▶ Material for this exercise:
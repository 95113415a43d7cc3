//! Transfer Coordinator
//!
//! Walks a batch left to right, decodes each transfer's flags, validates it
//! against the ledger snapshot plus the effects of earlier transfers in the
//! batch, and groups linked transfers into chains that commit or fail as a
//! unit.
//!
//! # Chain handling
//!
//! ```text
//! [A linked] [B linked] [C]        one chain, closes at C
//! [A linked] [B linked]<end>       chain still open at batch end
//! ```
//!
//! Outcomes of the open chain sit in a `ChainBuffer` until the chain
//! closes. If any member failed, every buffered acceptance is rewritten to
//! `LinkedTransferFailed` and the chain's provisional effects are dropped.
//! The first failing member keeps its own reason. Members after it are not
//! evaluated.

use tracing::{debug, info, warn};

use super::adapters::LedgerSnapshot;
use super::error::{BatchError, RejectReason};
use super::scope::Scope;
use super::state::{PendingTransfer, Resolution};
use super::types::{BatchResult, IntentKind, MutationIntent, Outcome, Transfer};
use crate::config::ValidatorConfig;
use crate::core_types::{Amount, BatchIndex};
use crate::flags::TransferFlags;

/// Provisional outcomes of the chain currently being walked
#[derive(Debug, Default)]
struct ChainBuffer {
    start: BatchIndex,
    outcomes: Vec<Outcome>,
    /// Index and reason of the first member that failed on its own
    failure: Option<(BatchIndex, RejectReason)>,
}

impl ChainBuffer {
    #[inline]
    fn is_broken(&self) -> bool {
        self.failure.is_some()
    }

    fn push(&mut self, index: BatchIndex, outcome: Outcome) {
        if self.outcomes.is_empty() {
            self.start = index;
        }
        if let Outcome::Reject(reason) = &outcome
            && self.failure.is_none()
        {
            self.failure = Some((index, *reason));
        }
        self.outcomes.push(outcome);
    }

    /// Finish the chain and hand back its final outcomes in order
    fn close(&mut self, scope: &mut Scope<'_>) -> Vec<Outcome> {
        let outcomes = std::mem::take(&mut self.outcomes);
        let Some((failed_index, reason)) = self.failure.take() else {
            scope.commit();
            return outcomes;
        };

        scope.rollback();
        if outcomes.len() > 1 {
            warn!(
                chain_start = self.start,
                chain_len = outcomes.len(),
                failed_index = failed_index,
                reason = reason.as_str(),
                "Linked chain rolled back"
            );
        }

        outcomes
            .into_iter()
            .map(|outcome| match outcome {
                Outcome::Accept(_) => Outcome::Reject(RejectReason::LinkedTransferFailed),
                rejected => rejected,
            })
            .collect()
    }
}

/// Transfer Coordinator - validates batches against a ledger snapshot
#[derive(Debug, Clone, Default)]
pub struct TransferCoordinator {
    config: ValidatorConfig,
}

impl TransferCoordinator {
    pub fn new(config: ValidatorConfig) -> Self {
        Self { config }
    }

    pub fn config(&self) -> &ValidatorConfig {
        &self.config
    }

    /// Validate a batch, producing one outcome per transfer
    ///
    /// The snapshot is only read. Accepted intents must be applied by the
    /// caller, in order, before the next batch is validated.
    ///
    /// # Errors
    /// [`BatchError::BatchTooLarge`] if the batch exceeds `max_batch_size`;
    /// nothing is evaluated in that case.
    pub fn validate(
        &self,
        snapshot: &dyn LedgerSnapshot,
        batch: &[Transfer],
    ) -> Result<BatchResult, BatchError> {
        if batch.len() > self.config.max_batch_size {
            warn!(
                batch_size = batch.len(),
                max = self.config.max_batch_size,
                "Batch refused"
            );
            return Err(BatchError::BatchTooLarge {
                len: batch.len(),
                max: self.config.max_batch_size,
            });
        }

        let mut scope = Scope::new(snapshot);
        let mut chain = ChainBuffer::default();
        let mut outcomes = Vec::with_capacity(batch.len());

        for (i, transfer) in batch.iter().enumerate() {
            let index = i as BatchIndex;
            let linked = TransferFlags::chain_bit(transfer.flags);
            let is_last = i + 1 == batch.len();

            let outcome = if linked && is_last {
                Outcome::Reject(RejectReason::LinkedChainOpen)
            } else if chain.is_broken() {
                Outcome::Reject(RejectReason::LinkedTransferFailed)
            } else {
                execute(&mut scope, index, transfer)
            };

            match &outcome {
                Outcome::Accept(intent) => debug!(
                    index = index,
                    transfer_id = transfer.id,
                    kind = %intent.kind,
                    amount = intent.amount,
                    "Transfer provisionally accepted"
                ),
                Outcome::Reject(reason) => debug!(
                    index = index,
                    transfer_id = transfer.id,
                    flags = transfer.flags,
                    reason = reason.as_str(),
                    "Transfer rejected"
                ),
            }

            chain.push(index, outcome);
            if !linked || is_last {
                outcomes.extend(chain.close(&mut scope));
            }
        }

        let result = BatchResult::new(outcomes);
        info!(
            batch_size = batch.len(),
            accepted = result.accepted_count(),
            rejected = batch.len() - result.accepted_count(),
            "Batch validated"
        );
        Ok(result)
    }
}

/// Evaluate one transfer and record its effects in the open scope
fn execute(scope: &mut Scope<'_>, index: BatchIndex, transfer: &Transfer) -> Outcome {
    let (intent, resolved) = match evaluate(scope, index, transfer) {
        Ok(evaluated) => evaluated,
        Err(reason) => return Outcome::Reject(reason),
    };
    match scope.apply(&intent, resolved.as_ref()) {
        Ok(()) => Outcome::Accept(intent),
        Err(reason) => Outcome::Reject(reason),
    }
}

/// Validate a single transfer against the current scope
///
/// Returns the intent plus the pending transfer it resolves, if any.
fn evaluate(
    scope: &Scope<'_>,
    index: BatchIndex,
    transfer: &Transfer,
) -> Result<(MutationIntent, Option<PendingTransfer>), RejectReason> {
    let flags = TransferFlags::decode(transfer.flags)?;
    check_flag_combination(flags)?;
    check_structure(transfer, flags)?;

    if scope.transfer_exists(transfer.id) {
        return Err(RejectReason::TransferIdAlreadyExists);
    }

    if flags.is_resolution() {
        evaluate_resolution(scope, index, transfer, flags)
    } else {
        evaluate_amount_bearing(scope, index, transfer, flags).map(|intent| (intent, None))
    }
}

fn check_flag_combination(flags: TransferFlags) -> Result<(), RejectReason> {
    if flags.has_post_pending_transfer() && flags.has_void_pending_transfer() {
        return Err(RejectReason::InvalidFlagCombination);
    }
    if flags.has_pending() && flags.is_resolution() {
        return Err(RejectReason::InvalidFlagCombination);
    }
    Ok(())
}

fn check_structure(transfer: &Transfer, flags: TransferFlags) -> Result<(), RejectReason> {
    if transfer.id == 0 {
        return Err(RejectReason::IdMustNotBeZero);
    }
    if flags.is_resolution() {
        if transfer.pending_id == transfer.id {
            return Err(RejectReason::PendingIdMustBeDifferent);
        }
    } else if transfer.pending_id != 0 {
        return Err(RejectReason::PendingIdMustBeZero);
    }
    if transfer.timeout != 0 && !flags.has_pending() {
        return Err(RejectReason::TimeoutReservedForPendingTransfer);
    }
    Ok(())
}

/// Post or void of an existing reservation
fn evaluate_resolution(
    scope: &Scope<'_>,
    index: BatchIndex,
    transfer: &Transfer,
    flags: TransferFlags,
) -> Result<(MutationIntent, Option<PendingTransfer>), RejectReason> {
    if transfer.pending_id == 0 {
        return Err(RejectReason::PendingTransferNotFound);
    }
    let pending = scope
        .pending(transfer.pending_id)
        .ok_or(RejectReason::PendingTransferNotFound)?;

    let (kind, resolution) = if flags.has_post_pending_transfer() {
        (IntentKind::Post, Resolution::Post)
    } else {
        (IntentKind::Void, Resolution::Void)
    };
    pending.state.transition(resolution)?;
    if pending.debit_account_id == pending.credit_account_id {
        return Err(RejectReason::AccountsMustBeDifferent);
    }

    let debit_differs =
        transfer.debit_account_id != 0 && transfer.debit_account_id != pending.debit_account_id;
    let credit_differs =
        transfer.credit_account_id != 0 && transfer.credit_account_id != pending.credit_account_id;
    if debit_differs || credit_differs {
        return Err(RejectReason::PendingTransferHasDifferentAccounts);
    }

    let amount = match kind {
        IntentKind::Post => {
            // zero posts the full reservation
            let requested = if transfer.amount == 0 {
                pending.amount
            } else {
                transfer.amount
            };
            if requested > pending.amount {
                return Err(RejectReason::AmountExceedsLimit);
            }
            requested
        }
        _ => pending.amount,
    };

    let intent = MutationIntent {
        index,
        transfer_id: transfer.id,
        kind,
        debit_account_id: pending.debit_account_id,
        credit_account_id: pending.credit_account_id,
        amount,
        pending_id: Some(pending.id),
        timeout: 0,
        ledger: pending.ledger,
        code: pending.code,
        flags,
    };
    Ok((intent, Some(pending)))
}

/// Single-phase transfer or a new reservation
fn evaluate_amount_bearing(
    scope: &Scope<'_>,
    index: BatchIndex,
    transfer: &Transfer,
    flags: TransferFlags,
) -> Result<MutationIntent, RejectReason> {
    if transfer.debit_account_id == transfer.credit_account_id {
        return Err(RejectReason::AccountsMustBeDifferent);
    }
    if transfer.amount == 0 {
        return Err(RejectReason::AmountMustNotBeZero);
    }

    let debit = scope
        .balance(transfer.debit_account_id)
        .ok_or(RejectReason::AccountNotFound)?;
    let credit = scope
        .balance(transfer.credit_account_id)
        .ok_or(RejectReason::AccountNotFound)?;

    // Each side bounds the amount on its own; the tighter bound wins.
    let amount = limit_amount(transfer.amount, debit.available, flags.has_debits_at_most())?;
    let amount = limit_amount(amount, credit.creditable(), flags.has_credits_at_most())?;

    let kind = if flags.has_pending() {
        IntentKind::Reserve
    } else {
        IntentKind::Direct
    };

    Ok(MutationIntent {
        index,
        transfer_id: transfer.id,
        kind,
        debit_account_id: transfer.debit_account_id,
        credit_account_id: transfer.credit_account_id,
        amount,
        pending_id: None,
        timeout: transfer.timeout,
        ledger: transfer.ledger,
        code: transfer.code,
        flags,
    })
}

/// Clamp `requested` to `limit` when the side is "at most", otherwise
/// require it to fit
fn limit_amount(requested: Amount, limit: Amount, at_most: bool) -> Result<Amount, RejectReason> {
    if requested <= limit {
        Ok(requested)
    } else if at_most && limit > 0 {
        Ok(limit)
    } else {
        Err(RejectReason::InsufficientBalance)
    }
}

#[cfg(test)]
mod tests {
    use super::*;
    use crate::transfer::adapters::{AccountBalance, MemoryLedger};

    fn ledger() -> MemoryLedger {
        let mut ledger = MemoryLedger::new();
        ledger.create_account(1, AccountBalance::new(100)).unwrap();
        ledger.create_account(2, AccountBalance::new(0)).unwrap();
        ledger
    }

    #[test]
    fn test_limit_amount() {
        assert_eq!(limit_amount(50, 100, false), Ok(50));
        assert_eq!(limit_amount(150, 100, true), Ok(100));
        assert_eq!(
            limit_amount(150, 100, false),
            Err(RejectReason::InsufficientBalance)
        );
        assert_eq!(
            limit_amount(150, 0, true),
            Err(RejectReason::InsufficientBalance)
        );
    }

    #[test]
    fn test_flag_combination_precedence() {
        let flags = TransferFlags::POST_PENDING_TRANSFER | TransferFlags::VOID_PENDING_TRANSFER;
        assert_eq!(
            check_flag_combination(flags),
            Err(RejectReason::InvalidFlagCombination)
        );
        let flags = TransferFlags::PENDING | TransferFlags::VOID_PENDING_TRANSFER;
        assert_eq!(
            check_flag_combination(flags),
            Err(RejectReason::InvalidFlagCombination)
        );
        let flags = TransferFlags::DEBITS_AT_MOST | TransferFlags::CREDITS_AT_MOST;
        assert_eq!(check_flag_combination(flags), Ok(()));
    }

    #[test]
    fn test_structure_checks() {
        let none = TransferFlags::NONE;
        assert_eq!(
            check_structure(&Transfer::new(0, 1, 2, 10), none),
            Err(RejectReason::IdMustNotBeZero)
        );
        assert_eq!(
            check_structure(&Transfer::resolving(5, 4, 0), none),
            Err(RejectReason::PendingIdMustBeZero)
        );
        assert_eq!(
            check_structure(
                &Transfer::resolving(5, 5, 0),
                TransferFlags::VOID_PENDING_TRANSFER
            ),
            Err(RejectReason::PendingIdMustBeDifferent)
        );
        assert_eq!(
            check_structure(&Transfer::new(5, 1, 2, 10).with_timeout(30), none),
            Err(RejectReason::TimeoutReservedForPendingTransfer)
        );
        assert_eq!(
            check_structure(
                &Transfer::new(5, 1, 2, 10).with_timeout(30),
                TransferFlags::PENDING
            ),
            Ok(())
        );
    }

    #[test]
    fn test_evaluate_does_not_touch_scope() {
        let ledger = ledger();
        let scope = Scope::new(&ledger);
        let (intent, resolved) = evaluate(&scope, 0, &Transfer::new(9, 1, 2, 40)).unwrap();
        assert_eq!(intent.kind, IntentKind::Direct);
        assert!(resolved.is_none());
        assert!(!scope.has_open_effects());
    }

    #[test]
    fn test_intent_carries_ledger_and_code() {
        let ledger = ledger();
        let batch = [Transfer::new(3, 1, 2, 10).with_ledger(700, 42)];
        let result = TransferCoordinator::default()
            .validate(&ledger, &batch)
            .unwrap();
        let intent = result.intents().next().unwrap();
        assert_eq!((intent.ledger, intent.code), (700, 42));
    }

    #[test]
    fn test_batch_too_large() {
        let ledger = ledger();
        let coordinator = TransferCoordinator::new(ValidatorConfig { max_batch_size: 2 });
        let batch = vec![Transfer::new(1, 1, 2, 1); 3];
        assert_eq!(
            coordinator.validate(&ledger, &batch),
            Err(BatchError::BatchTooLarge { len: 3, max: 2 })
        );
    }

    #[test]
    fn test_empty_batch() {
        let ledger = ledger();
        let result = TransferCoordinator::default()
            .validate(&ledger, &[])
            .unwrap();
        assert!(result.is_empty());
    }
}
* * *
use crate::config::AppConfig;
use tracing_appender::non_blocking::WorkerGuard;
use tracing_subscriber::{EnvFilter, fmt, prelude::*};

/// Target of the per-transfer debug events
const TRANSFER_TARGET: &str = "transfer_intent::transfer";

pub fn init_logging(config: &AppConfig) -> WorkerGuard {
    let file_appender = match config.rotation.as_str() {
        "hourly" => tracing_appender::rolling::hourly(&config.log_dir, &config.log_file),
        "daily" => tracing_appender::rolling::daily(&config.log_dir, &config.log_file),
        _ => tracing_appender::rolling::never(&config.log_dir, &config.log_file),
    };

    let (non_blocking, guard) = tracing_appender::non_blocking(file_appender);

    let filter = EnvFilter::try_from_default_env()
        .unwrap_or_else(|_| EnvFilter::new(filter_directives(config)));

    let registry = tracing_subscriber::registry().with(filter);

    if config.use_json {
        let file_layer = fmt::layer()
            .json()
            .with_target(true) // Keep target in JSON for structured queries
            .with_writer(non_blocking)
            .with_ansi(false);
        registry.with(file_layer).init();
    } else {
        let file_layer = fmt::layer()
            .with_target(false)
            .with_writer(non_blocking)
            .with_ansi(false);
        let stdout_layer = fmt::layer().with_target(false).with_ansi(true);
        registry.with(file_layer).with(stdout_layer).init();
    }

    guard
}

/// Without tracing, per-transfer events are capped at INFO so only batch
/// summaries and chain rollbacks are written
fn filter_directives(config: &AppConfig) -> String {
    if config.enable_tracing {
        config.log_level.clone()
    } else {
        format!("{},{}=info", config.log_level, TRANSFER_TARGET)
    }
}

▶ Work instruction: Output should match, line for line, the stretch of the material above from the line holding "let result = BatchResult::new(outcomes);" through the line holding "let (intent, resolved) = match".

▶ Written solution:
        let result = BatchResult::new(outcomes);
        info!(
            batch_size = batch.len(),
            accepted = result.accepted_count(),
            rejected = batch.len() - result.accepted_count(),
            "Batch validated"
        );
        Ok(result)
    }
}

/// Evaluate one transfer and record its effects in the open scope
fn execute(scope: &mut Scope<'_>, index: BatchIndex, transfer: &Transfer) -> Outcome {
    let (intent, resolved) = match evaluate(scope, index, transfer) {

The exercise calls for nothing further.